_Your assignment_
A bare number is the only acceptable answer: how many lines of these entries include "concrete"?

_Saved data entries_
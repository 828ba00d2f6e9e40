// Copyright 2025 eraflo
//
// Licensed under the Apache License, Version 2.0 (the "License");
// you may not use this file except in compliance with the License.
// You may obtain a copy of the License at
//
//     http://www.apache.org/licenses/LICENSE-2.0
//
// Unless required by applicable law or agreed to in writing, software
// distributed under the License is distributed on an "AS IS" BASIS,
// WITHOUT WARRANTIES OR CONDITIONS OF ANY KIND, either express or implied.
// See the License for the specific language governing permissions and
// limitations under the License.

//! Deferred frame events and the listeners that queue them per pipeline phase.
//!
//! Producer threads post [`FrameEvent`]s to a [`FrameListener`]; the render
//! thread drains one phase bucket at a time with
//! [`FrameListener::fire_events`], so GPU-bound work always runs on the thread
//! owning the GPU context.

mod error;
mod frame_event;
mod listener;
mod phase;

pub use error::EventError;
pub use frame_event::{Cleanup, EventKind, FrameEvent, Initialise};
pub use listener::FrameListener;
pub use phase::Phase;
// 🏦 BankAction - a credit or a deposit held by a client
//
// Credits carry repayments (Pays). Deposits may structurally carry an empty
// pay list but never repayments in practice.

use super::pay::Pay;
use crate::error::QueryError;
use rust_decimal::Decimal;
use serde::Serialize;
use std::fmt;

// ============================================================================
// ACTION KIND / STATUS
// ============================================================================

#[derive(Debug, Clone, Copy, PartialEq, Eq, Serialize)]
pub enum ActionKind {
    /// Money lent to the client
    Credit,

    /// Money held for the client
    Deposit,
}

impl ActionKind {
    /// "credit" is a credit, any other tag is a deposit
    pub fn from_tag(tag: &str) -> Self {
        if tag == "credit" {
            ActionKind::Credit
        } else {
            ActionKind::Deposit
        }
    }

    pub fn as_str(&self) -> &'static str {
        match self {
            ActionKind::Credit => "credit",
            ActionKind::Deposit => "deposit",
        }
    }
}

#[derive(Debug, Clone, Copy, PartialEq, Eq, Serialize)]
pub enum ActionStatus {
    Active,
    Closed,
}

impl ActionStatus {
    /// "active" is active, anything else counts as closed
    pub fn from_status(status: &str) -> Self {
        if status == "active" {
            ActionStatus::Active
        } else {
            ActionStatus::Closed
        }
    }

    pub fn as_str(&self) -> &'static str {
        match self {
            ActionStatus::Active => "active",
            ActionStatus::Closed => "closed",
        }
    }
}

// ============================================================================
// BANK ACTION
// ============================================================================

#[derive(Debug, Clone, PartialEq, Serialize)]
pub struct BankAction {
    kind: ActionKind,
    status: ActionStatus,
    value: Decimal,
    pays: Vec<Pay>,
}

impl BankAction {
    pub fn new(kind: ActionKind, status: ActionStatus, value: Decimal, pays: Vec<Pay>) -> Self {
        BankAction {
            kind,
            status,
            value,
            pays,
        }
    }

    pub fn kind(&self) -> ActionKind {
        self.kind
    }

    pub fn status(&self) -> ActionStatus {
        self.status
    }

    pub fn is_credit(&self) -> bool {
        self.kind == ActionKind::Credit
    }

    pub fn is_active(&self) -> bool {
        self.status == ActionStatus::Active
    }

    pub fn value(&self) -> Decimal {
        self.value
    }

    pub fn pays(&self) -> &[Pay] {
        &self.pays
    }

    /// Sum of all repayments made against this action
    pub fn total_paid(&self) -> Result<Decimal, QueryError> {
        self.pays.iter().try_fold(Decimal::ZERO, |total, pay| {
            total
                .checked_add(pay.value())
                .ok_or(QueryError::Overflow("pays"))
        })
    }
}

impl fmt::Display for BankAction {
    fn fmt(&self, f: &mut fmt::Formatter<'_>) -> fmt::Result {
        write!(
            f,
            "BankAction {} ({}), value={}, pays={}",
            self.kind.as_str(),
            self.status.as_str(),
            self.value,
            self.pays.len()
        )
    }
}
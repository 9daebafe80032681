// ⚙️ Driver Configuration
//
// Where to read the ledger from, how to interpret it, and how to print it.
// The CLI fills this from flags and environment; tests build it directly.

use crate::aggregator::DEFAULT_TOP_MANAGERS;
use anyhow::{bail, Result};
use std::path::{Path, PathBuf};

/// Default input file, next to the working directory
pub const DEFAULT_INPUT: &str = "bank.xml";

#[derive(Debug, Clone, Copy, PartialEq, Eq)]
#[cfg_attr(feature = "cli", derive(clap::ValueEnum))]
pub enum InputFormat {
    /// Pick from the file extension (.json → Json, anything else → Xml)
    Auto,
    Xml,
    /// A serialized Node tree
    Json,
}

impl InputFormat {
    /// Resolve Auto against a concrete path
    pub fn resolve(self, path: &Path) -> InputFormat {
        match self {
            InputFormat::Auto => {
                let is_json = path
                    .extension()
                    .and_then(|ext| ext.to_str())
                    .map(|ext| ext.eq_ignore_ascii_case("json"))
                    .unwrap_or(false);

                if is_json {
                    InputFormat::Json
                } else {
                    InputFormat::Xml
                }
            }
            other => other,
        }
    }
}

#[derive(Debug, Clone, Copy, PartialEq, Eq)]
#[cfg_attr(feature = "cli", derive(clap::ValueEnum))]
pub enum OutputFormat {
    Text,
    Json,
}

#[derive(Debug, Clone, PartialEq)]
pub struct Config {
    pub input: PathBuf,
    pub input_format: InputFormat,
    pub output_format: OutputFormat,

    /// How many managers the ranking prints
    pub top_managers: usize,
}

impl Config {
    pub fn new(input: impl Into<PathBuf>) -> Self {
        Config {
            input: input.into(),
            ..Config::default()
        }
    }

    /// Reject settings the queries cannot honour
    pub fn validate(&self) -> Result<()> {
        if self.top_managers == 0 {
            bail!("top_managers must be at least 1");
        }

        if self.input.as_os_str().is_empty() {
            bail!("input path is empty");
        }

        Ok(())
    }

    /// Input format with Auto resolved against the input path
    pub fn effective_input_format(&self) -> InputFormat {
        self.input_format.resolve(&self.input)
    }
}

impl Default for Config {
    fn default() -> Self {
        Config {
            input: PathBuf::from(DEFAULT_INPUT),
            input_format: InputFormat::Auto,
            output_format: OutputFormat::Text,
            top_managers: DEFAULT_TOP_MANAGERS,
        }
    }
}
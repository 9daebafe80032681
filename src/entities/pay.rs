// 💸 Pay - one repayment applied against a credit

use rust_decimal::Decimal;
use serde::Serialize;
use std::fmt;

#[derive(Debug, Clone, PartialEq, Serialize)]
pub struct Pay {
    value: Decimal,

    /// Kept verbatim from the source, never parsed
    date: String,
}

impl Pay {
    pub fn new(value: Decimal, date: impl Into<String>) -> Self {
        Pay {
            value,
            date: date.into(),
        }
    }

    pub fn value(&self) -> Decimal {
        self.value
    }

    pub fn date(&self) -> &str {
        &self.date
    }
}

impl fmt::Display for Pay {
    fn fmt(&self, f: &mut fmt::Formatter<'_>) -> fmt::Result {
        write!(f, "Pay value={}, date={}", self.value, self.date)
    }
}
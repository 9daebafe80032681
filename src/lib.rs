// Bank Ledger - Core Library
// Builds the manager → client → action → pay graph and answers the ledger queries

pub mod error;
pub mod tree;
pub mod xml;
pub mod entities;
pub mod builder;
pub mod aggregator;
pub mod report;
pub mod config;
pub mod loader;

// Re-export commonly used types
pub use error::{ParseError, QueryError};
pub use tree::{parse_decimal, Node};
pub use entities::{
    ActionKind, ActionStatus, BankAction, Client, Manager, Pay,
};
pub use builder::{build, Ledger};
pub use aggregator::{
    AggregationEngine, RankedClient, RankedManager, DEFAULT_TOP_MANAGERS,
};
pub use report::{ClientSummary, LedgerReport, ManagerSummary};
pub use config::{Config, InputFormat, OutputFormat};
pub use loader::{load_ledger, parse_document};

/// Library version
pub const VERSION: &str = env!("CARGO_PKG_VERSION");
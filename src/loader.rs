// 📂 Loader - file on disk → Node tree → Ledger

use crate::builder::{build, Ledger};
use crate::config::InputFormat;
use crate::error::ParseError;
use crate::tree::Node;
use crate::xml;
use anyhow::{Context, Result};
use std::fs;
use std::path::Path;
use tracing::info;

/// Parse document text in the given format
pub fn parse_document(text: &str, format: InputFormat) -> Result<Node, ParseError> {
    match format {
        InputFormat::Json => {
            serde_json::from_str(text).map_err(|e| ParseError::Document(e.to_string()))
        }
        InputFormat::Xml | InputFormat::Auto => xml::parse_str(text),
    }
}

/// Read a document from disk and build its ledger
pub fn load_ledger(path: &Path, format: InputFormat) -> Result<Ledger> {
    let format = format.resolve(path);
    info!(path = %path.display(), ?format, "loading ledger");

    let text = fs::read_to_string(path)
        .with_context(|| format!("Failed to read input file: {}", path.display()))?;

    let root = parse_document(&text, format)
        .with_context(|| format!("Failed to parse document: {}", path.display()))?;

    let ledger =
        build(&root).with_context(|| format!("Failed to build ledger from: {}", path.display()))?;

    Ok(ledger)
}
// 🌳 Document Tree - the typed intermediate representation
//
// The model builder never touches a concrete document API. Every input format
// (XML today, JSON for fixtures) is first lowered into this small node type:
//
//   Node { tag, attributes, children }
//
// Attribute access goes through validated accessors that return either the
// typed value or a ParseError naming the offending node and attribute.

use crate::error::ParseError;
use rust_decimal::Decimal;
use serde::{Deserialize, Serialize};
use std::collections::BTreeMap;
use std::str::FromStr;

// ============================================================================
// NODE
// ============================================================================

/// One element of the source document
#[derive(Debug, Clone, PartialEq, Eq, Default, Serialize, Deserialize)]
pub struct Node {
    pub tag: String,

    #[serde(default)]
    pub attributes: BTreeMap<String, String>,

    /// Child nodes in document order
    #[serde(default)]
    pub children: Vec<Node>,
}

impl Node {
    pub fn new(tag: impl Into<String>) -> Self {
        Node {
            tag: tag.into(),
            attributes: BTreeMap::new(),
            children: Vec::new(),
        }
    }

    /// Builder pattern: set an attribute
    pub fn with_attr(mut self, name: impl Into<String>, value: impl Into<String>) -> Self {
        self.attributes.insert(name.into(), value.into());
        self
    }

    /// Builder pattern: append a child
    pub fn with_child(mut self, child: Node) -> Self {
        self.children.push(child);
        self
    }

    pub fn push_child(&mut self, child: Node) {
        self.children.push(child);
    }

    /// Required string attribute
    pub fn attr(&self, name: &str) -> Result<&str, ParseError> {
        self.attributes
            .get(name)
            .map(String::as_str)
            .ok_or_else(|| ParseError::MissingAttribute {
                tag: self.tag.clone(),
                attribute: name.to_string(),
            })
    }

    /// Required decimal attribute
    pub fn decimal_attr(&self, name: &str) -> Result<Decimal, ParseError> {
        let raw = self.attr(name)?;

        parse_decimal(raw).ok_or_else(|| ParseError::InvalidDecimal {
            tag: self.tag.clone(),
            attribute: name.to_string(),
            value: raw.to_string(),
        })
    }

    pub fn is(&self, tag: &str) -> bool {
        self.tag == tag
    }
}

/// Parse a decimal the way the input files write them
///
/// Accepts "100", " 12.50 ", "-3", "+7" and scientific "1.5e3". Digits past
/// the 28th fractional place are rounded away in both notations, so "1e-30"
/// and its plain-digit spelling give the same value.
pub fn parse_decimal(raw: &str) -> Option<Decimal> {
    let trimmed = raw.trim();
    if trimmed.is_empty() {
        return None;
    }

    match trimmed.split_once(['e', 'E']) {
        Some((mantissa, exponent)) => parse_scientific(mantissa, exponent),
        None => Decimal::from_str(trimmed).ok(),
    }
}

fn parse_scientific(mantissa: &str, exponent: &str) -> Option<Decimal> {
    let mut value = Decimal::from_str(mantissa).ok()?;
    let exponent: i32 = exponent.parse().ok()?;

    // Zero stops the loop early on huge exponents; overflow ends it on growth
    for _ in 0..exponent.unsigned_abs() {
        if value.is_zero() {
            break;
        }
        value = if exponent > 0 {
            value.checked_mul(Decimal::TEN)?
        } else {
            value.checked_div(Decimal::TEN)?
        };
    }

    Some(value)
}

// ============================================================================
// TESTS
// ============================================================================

_Output for this task_
2